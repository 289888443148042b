use serde_json::json;
use tracing::{instrument, warn};

use tutorlink_core::ApiError;
use tutorlink_models::auth::{CurrentUser, LoginRequest, LoginResponse};

use crate::api::ApiClient;
use crate::audit_event;
use crate::validator::validated;

pub const LOGIN_PATH: &str = "/accounts/login/";
pub const LOGOUT_PATH: &str = "/accounts/logout/";
pub const ME_PATH: &str = "/accounts/me/";

pub struct AuthService;

impl AuthService {
    /// Signs in and persists the returned token.
    #[instrument(skip(api, dto), fields(user.email = %dto.email))]
    pub async fn login(api: &ApiClient, dto: LoginRequest) -> Result<LoginResponse, ApiError> {
        validated(&dto)?;

        let response: LoginResponse = api.post(LOGIN_PATH, &dto).await?;
        Self::persist_token(api, &response.token).await?;

        audit_event!("login", "session", user.id = %response.user.id, user.role = ?response.user.role);
        Ok(response)
    }

    /// Signs out. The local token is always cleared, even when the backend
    /// cannot be reached.
    #[instrument(skip(api))]
    pub async fn logout(api: &ApiClient) -> Result<(), ApiError> {
        if !api.tokens().is_authenticated() {
            return Ok(());
        }

        if let Err(e) = api.post_action(LOGOUT_PATH, &json!({})).await {
            warn!(error = %e, "Backend logout failed; clearing local session anyway");
        }

        api.tokens().clear().await.map_err(|e| {
            ApiError::invalid_state(format!("Could not clear the saved session: {e}"))
        })?;

        audit_event!("logout", "session");
        Ok(())
    }

    #[instrument(skip(api))]
    pub async fn current_user(api: &ApiClient) -> Result<CurrentUser, ApiError> {
        api.get(ME_PATH).await
    }

    pub(crate) async fn persist_token(api: &ApiClient, token: &str) -> Result<(), ApiError> {
        api.tokens()
            .set_token(token)
            .await
            .map_err(|e| ApiError::invalid_state(format!("Could not save the session: {e}")))
    }
}
mod common;

use std::sync::{Arc, Mutex};

use std::time::Duration;

use axum::extract::ws::{CloseFrame, Message, Utf8Bytes, WebSocket, WebSocketUpgrade};
use axum::response::Response;
use axum::routing::get;
use axum::{Json, Router};
use serde_json::{Value, json};
use tutorlink::modules::{ApprovalInbox, PaymentMonitor};
use tutorlink::modules::payments::monitor::WEBHOOKS_STREAM;
use tutorlink_models::{ParentId, PurchaseApprovalId, TransactionId};
use tutorlink_realtime::{ConnectionState, StreamError};

use common::{MockBackend, approval_json, page, wait_until};

/// Pushes `frames` on connect, then holds the socket open until the client
/// goes away.
fn push_frames(
    frames: Vec<Value>,
) -> impl Fn(WebSocketUpgrade) -> std::future::Ready<Response> + Clone + Send + Sync + 'static {
    move |ws: WebSocketUpgrade| {
        let frames = frames.clone();
        std::future::ready(ws.on_upgrade(move |socket| serve(socket, frames)))
    }
}

async fn serve(mut socket: WebSocket, frames: Vec<Value>) {
    for frame in frames {
        if socket
            .send(Message::Text(frame.to_string().into()))
            .await
            .is_err()
        {
            return;
        }
    }
    while let Some(Ok(_)) = socket.recv().await {}
}

/// Closes every connection straight away, with `code` in the close frame or
/// an empty close frame when `None`.
fn close_immediately(code: Option<u16>) -> Router {
    Router::new().route(
        WEBHOOKS_STREAM,
        get(move |ws: WebSocketUpgrade| {
            let frame = code.map(|code| CloseFrame {
                code,
                reason: Utf8Bytes::from_static(""),
            });
            std::future::ready(ws.on_upgrade(move |mut socket: WebSocket| async move {
                if socket.send(Message::Close(frame)).await.is_ok() {
                    while let Some(Ok(_)) = socket.recv().await {}
                }
            }))
        }),
    )
}

/// Runs a webhooks monitor against a server that closes on connect and
/// returns it with every state it went through.
async fn watch_server_close(
    code: Option<u16>,
) -> (MockBackend, PaymentMonitor, Arc<Mutex<Vec<ConnectionState>>>) {
    let backend = MockBackend::start_with(Router::new(), close_immediately(code)).await;
    let api = backend.api_with_token("admin-token").await;
    let monitor =
        PaymentMonitor::for_path(&backend.realtime_config(), api.tokens(), WEBHOOKS_STREAM)
            .unwrap();

    let states: Arc<Mutex<Vec<ConnectionState>>> = Arc::default();
    {
        let states = Arc::clone(&states);
        monitor
            .stream()
            .on_state_change(move |state: &ConnectionState| {
                states.lock().unwrap().push(state.clone())
            })
            .detach();
    }
    monitor.start();
    (backend, monitor, states)
}

async fn assert_closed_without_reconnect(code: Option<u16>) {
    let (backend, monitor, states) = watch_server_close(code).await;

    wait_until(|| {
        let states = states.lock().unwrap();
        states.contains(&ConnectionState::Open) && states.last() == Some(&ConnectionState::Idle)
    })
    .await;
    // Several base reconnect intervals.
    tokio::time::sleep(Duration::from_millis(300)).await;

    assert_eq!(backend.requests_to("GET", WEBHOOKS_STREAM).len(), 1);
    assert_eq!(monitor.state(), ConnectionState::Idle);
    assert!(
        !states
            .lock()
            .unwrap()
            .iter()
            .any(|s| matches!(s, ConnectionState::ReconnectScheduled { .. }))
    );
}

#[tokio::test]
async fn test_server_normal_close_does_not_reconnect() {
    assert_closed_without_reconnect(Some(1000)).await;
}

#[tokio::test]
async fn test_server_close_without_status_does_not_reconnect() {
    assert_closed_without_reconnect(None).await;
}

#[tokio::test]
async fn test_server_error_close_reconnects() {
    let (backend, monitor, states) = watch_server_close(Some(1011)).await;

    wait_until(|| backend.requests_to("GET", WEBHOOKS_STREAM).len() >= 2).await;
    assert!(
        states
            .lock()
            .unwrap()
            .iter()
            .any(|s| matches!(s, ConnectionState::ReconnectScheduled { attempt: 1, .. }))
    );

    monitor.stop().await;
    assert_eq!(monitor.state(), ConnectionState::Idle);
}

fn transaction_frame(id: i64, status: &str) -> Value {
    json!({
        "type": "transaction_update",
        "data": {
            "id": id,
            "amount": "25.00",
            "status": status,
            "created_at": common::timestamp(chrono::Utc::now()),
        },
    })
}

#[tokio::test]
async fn test_payment_monitor_applies_pushed_events() {
    let frames = vec![
        json!({"type": "metrics_update", "data": {"total_revenue": "990.00", "transactions_today": 6}}),
        transaction_frame(1, "pending"),
        json!({"type": "weather", "data": {}}),
        transaction_frame(2, "succeeded"),
        transaction_frame(1, "succeeded"),
    ];
    let root = Router::new().route("/ws/admin/payments/", get(push_frames(frames)));
    let backend = MockBackend::start_with(Router::new(), root).await;
    let api = backend.api_with_token("admin-token").await;

    let monitor = PaymentMonitor::new(&backend.realtime_config(), api.tokens()).unwrap();
    assert!(monitor.is_stale());
    monitor.start();

    wait_until(|| {
        let snapshot = monitor.snapshot();
        snapshot.recent_transactions.len() == 2
            && snapshot.recent_transactions[0].id == TransactionId(1)
    })
    .await;

    let snapshot = monitor.snapshot();
    assert_eq!(snapshot.metrics.unwrap().total_revenue, "990.00");
    assert_eq!(snapshot.recent_transactions[1].id, TransactionId(2));
    assert!(snapshot.last_event_at.is_some());
    assert!(!monitor.is_stale());

    let upgrade = backend.requests_to("GET", "/ws/admin/payments/");
    assert_eq!(
        upgrade[0].query_param("token").as_deref(),
        Some("admin-token")
    );

    monitor.stop().await;
    assert_eq!(monitor.state(), ConnectionState::Idle);
}

#[tokio::test]
async fn test_approval_inbox_merges_rest_and_stream() {
    let frames = vec![
        json!({"type": "purchase_approval_notification", "data": approval_json(10, "pending", 1)}),
        json!({"type": "metrics_update", "data": {"total_revenue": "1.00"}}),
        json!({"type": "purchase_approval_notification", "data": approval_json(4, "approved", 30)}),
    ];
    let api_routes = Router::new()
        .route(
            "/payments/purchase-approvals/",
            get(|| async { Json(page(vec![approval_json(4, "pending", 30)], 1, None)) }),
        )
        .route(
            "/payments/purchase-approvals/{id}/reject/",
            axum::routing::post(|| async { Json(approval_json(10, "rejected", 1)) }),
        );
    let root = Router::new().route("/ws/parent/7/approvals/", get(push_frames(frames)));
    let backend = MockBackend::start_with(api_routes, root).await;
    let api = backend.api_with_token("parent-token").await;

    let inbox = ApprovalInbox::new(&backend.realtime_config(), api.tokens(), ParentId(7)).unwrap();
    assert_eq!(inbox.load(&api).await.unwrap(), 1);

    inbox.start();
    wait_until(|| {
        let ids: Vec<PurchaseApprovalId> = inbox.pending().iter().map(|p| p.id).collect();
        ids == vec![PurchaseApprovalId(10)]
    })
    .await;

    inbox
        .reject(&api, PurchaseApprovalId(10), Some("Not now".to_string()))
        .await
        .unwrap();
    assert_eq!(inbox.pending_count(), 0);
    assert_eq!(backend.last_request().body["reason"], "Not now");

    inbox.stop().await;
}

#[tokio::test]
async fn test_missing_stream_gives_up_after_configured_attempts() {
    let backend = MockBackend::start(Router::new()).await;
    let api = backend.api_with_token("admin-token").await;
    let config = backend.realtime_config();

    let monitor = PaymentMonitor::for_path(&config, api.tokens(), WEBHOOKS_STREAM).unwrap();
    let errors: Arc<Mutex<Vec<StreamError>>> = Arc::default();
    let _subscription = {
        let errors = Arc::clone(&errors);
        monitor
            .stream()
            .on_error(move |e: &StreamError| errors.lock().unwrap().push(e.clone()))
    };

    monitor.start();
    wait_until(|| errors.lock().unwrap().iter().any(StreamError::is_exhausted)).await;
    assert_eq!(monitor.state(), ConnectionState::Failed);

    let errors = errors.lock().unwrap().clone();
    assert!(errors.last().unwrap().is_exhausted());
    assert!(
        errors
            .iter()
            .any(|e| matches!(e, StreamError::Handshake(_)))
    );
    assert_eq!(
        backend.requests_to("GET", WEBHOOKS_STREAM).len(),
        1 + config.reconnect.max_attempts as usize
    );
    assert!(monitor.is_stale());
}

■ Exercise:
All lines above that contain "while" are required in the answer.

■ Problem solution:
    while let Some(Ok(_)) = socket.recv().await {}
                    while let Some(Ok(_)) = socket.recv().await {}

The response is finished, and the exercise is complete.